ENTRYPOINT ["dotnet", "ProductService.dll"]
🧪 Test locally:
docker build -t productservice:1.0 .
docker run -p 5000:80 productservice:1.0
🌐 3. Deploy to OpenShift
Step 1: Push Image to Container Registry
If you’re using Docker Hub:
docker tag productservice:1.0 yourdockerhub/productservice:1.0
docker push yourdockerhub/productservice:1.0
Step 2: Login to OpenShift
oc login https://your-openshift-cluster --token=your-token
oc new-project demo-dotnet
Step 3: Deploy the App
oc new-app --name=productservice --docker-image=yourdockerhub/productservice:1.0
Step 4: Expose the Route
oc expose svc/productservice
You now get a public URL like:
https://productservice-demo-dotnet.apps.openshift.local
🤖 4. Create a .NET 9 Test Client
Let’s write a C# console app to query the deployed API.
📁 Create the Client
dotnet new console -n ProductClient
cd ProductClient
dotnet add package System.Net.Http.Json
📄 Program.cs
using System.Net.Http.Json;
var baseUrl = "https://productservice-demo-dotnet.apps.openshift.local/api/products";
using var client = new HttpClient();
// Get all products
var products = await client.GetFromJsonAsync<List<Product>>(baseUrl);
Console.WriteLine("Products:");
products?.ForEach(p => Console.WriteLine($"{p.Id}: {p.Name} - {p.Price:C}"));
// Get product by ID
var singleProduct = await client.GetFromJsonAsync<Product>($"{baseUrl}/1");
Console.WriteLine($"\nSingle Product:\n{singleProduct?.Id}: {singleProduct?.Name} - {singleProduct?.Price:C}");
record Product(int Id, string Name, decimal Price);
💡 You may need to trust the OpenShift TLS certificate or run with
--ignore-certificate-errorsin development.
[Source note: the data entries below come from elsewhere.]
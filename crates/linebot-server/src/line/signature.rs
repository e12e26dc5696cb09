use base64::engine::general_purpose::STANDARD as BASE64;
use base64::Engine;
use hmac::{Hmac, Mac};
use sha2::Sha256;

type HmacSha256 = Hmac<Sha256>;

/// Verifies the `x-line-signature` header against the raw request body.
///
/// The header carries base64 of HMAC-SHA256 over the body with the
/// channel secret as key. Comparison happens inside the MAC (constant
/// time); the base64 decode of an attacker-supplied header failing is
/// just an invalid signature.
pub fn verify_signature(channel_secret: &str, body: &[u8], signature: &str) -> bool {
    let Ok(expected) = BASE64.decode(signature.trim()) else {
        return false;
    };
    let Ok(mut mac) = HmacSha256::new_from_slice(channel_secret.as_bytes()) else {
        return false;
    };
    mac.update(body);
    mac.verify_slice(&expected).is_ok()
}

/// Computes the signature for a body; the test suites use this to build
/// valid webhook requests.
pub fn sign_body(channel_secret: &str, body: &[u8]) -> String {
    let mut mac = HmacSha256::new_from_slice(channel_secret.as_bytes())
        .expect("hmac accepts any key length");
    mac.update(body);
    BASE64.encode(mac.finalize().into_bytes())
}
🧪 5. Optional: Add Readiness & Liveness Probes
livenessProbe:
httpGet:
path: /health
port: 80
initialDelaySeconds: 10
periodSeconds: 10
readinessProbe:
httpGet:
path: /health
port: 80
initialDelaySeconds: 5
periodSeconds: 10
You can implement a simple /health endpoint in your controller or use the built-in health checks middleware.
🎁 Summary
| Step | Tooling Used |
|---|---|
| Web API Development | .NET 9 Minimal API / WebAPI |
| Containerization | Docker |
| Deployment | OpenShift CLI (oc) |
| Public Exposure | OpenShift Route |
| Client Integration | .NET 9 HttpClient |
✅ Final Thoughts
OpenShift makes it easy to deploy and manage containerized applications at scale. Combining it with .NET 9’s powerful minimal APIs and streamlined performance, you can rapidly ship cloud-native apps that are testable, scalable, and observable.
With full CI/CD integrations (e.g. Tekton or GitOps), metrics dashboards, and autoscaling support, OpenShift is a great environment for hosting your .NET microservices.